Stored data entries
***
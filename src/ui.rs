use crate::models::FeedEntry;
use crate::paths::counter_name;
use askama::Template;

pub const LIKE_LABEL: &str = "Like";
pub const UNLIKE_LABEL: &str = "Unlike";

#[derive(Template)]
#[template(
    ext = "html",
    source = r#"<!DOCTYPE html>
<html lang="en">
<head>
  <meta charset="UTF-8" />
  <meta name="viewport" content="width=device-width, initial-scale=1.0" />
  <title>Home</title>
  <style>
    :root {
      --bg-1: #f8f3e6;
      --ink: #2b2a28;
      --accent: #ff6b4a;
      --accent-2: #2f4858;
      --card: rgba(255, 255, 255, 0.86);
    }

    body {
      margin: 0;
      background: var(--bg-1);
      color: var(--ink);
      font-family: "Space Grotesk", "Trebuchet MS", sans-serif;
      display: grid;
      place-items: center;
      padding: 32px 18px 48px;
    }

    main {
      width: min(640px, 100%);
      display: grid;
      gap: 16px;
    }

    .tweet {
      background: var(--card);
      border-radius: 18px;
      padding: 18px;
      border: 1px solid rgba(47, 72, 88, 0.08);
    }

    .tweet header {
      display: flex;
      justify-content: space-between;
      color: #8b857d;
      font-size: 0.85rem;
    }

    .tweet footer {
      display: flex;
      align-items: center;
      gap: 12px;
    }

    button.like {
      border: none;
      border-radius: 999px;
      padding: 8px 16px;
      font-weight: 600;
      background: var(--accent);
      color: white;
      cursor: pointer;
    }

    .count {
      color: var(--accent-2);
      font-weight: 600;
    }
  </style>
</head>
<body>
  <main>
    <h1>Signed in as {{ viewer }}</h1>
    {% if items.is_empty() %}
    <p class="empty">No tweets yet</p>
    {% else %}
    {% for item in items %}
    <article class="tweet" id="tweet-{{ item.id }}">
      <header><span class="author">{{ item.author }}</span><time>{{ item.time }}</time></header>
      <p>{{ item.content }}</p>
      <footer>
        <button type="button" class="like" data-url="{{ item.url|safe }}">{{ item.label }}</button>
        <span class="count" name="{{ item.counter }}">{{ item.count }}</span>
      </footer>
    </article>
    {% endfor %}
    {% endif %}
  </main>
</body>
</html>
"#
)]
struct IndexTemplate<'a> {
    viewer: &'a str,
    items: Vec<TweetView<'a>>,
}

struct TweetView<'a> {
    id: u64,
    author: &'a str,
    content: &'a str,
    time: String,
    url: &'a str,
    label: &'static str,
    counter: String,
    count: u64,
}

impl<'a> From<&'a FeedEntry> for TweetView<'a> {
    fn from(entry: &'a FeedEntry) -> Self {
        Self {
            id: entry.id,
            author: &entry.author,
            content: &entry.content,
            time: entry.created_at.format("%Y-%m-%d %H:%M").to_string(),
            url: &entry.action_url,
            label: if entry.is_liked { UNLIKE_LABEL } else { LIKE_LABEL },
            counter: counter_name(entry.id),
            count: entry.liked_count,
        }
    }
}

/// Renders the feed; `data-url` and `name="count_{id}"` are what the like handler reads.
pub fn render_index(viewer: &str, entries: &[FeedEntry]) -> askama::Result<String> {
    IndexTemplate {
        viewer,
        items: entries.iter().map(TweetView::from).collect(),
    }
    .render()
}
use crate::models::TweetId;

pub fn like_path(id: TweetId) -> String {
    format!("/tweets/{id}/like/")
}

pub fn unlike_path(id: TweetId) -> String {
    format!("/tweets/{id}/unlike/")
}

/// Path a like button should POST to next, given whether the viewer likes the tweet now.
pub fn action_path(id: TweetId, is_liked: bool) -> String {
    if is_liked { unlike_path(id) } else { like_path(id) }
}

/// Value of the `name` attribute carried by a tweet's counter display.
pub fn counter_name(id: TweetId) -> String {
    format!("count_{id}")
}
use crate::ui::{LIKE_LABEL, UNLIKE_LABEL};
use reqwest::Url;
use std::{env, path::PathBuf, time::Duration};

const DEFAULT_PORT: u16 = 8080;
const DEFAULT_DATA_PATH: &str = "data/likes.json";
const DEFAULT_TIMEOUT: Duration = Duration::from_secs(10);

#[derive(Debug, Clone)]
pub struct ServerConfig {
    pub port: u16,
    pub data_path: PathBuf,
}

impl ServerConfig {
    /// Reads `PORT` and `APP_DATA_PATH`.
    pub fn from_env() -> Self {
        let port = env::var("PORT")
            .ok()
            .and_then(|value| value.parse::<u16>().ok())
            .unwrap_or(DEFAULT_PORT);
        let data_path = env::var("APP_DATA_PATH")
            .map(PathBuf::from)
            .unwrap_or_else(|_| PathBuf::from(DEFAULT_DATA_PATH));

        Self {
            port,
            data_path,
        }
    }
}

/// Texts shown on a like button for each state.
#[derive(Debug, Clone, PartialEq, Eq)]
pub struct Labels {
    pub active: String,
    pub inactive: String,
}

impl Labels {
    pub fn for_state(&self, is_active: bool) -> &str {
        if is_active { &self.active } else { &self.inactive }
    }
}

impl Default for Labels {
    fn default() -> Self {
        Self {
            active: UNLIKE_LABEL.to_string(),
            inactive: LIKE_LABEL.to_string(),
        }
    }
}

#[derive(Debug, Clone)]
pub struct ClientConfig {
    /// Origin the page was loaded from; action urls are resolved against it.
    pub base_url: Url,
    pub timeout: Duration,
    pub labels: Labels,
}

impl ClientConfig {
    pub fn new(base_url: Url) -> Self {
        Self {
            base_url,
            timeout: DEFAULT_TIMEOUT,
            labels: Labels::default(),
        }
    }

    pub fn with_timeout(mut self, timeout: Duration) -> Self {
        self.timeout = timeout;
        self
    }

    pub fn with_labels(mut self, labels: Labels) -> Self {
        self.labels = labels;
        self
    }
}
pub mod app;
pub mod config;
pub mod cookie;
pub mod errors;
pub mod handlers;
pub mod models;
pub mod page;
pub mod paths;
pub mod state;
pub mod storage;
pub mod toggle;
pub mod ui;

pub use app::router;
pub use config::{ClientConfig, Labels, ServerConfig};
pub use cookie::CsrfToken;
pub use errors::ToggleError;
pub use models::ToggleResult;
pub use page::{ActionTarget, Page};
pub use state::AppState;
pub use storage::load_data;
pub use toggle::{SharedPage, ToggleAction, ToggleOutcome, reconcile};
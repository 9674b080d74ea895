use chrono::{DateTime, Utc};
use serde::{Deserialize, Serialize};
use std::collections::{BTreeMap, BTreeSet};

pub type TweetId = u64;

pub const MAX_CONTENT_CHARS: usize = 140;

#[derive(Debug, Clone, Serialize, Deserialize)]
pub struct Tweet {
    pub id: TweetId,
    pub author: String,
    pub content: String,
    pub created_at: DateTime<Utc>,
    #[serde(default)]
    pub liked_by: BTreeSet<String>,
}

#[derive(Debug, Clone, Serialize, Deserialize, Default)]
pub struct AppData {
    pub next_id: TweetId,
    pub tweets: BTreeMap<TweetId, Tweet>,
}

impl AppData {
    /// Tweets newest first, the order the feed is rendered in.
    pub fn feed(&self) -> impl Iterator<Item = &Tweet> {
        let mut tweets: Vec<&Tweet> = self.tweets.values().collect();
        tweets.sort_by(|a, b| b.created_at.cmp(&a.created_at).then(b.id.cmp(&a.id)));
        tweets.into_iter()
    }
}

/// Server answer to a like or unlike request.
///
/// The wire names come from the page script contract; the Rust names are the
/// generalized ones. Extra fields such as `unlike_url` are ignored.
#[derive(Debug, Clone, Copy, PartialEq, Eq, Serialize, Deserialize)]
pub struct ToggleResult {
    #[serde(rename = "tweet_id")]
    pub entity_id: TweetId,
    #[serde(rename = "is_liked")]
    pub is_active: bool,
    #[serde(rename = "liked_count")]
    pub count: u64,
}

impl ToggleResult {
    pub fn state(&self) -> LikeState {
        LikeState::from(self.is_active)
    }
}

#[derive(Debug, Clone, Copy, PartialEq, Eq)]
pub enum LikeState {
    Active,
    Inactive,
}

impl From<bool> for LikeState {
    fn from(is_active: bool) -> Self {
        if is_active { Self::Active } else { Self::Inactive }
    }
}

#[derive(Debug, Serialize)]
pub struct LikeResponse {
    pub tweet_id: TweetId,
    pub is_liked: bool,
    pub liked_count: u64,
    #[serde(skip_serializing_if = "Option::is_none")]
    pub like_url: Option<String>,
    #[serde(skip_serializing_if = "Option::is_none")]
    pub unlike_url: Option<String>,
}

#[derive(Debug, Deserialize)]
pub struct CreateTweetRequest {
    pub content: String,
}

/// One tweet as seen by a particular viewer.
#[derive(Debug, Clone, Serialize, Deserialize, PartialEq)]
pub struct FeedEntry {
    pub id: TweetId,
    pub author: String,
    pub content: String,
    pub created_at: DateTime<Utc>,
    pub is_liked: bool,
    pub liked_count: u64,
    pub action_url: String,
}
***
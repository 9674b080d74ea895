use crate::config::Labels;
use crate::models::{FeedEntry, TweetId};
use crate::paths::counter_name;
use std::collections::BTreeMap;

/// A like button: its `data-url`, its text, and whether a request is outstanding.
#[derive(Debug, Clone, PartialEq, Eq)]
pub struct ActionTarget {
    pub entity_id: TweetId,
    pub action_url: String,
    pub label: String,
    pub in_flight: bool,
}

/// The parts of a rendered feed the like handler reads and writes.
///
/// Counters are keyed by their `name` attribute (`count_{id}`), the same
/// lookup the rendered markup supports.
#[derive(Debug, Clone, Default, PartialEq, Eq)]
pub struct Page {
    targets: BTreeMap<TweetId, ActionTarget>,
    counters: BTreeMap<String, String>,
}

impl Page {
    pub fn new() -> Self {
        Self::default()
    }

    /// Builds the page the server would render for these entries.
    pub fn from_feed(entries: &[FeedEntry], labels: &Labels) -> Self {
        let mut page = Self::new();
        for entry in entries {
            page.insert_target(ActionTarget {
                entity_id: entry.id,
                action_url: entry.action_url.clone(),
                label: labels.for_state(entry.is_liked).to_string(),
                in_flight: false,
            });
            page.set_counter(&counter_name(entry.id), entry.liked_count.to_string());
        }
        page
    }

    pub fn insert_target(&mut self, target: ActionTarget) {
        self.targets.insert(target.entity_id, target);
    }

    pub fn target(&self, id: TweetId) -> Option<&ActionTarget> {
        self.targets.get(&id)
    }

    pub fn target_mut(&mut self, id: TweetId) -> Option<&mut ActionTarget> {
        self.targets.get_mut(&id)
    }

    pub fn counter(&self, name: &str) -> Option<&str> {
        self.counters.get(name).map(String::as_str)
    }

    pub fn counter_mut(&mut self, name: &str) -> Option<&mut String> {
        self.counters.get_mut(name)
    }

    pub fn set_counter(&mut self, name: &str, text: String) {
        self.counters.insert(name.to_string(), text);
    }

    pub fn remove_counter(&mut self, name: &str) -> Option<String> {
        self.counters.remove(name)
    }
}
***
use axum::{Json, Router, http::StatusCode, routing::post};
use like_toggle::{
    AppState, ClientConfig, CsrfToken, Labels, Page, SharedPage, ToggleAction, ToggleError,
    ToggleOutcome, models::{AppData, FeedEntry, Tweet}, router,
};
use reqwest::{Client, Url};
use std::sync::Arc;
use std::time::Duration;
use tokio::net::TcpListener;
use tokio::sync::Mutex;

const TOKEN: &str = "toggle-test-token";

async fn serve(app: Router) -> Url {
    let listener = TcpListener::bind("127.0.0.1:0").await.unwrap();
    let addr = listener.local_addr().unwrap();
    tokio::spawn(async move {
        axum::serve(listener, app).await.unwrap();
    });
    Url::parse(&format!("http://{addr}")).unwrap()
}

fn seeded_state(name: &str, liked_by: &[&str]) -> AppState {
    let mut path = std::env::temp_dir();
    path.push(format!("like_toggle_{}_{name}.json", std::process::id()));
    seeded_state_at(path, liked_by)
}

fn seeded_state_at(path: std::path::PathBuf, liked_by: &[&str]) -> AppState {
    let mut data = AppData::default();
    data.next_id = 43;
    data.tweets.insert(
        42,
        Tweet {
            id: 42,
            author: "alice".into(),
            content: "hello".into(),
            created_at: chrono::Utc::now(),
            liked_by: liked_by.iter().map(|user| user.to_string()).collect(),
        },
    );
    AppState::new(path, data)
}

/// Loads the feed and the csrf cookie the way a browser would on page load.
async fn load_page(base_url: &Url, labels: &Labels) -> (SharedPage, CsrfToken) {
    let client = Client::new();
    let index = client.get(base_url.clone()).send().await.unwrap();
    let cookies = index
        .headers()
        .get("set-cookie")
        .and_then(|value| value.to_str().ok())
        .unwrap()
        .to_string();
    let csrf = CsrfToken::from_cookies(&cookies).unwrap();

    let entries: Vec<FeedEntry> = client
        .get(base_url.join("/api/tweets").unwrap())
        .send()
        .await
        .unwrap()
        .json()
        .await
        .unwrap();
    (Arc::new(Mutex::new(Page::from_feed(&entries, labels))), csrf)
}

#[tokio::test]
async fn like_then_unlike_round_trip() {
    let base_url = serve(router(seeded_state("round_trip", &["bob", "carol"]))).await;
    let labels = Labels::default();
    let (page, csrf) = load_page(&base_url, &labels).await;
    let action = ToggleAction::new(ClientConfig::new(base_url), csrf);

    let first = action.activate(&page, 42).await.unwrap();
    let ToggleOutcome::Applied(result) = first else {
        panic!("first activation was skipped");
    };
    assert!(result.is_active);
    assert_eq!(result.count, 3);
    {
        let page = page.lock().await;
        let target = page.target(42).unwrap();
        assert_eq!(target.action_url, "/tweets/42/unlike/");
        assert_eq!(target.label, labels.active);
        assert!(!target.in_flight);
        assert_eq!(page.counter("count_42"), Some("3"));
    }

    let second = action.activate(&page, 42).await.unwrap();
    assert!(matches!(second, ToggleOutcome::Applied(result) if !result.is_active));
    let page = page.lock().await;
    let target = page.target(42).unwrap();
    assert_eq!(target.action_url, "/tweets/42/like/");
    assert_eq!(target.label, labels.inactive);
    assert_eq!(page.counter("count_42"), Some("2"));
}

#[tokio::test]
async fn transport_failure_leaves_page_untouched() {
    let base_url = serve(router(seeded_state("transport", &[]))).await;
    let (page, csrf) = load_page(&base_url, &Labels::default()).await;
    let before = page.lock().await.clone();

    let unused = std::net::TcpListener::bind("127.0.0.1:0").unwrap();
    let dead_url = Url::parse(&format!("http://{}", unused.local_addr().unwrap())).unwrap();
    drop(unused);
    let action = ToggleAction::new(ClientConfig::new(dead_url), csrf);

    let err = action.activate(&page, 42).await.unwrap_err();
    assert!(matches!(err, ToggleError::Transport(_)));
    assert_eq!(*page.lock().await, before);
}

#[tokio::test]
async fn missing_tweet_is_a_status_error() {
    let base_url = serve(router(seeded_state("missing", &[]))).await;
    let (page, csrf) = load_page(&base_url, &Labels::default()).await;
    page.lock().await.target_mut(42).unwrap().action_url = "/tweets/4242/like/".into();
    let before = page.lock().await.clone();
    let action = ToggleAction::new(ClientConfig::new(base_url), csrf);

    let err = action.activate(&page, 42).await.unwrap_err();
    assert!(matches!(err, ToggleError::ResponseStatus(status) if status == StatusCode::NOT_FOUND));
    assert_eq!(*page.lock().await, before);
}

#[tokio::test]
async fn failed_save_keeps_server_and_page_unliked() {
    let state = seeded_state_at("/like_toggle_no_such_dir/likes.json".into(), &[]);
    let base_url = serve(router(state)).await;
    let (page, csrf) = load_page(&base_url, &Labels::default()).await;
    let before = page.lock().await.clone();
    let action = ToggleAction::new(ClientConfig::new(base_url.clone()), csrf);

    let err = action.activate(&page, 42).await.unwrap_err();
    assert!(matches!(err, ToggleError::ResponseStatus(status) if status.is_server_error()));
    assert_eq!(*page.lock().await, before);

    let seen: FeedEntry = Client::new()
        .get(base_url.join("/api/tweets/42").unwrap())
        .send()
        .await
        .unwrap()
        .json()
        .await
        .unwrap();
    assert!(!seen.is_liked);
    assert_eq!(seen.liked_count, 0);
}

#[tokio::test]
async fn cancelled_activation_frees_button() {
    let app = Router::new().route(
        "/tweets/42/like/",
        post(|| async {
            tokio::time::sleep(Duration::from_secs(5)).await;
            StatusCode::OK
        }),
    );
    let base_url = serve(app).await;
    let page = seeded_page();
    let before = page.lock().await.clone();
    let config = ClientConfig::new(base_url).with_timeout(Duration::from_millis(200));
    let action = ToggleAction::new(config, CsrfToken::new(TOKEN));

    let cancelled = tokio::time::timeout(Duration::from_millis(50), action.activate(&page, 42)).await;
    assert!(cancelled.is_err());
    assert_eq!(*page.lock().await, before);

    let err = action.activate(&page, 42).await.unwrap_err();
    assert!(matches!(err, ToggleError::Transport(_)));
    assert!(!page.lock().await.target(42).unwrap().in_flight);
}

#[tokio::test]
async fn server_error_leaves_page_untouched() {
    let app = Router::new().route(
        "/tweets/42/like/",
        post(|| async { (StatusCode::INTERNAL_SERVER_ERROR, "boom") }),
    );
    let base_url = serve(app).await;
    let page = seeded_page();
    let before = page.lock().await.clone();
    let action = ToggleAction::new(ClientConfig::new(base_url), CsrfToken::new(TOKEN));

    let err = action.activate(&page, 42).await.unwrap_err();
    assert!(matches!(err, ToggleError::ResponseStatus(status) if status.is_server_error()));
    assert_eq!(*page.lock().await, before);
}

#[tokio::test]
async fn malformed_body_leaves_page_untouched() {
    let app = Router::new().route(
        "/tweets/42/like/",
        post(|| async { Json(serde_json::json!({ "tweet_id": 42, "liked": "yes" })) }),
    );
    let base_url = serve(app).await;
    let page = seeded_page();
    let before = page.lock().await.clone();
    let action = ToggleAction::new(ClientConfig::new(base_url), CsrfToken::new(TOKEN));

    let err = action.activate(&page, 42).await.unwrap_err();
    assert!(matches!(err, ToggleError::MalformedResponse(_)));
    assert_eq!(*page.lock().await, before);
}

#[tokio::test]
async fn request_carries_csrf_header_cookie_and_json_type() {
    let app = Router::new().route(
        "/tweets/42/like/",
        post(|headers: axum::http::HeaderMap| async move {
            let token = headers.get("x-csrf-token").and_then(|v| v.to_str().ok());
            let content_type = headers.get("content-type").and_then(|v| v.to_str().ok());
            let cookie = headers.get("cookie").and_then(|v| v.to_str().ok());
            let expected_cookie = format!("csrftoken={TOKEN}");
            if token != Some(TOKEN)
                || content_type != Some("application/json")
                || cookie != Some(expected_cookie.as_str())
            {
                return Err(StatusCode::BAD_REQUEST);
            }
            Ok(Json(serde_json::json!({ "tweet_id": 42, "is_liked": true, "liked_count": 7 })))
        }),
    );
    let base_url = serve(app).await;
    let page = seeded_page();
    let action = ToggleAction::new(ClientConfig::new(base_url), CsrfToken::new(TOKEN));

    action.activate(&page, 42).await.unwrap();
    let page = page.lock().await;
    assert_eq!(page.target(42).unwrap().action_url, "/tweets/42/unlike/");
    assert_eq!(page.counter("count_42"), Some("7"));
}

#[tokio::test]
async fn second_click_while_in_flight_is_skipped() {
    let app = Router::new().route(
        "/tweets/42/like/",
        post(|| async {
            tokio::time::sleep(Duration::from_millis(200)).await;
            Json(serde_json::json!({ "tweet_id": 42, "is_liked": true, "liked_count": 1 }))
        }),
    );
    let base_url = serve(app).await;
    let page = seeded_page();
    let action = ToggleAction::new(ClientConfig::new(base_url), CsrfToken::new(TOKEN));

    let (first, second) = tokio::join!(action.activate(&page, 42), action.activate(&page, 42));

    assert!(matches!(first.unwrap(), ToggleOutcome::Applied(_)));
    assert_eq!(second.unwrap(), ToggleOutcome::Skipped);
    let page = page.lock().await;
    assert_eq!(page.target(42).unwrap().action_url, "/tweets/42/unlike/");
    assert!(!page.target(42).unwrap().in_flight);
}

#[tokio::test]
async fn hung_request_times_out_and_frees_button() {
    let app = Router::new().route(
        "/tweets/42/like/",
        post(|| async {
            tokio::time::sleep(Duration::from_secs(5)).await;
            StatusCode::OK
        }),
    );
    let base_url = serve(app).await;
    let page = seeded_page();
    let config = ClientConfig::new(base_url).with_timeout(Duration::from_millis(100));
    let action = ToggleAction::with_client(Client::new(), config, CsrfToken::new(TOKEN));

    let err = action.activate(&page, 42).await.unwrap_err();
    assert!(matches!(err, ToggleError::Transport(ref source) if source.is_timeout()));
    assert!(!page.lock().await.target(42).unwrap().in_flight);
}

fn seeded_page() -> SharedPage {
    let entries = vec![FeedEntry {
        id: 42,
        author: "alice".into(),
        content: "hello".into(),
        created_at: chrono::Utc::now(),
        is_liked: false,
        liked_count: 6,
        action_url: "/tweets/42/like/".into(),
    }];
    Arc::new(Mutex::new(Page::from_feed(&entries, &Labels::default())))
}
***
Activity: Scan the records for the string "reqwest" and report each line where it occurs.

Task result:
use reqwest::Url;
use reqwest::{Client, Url};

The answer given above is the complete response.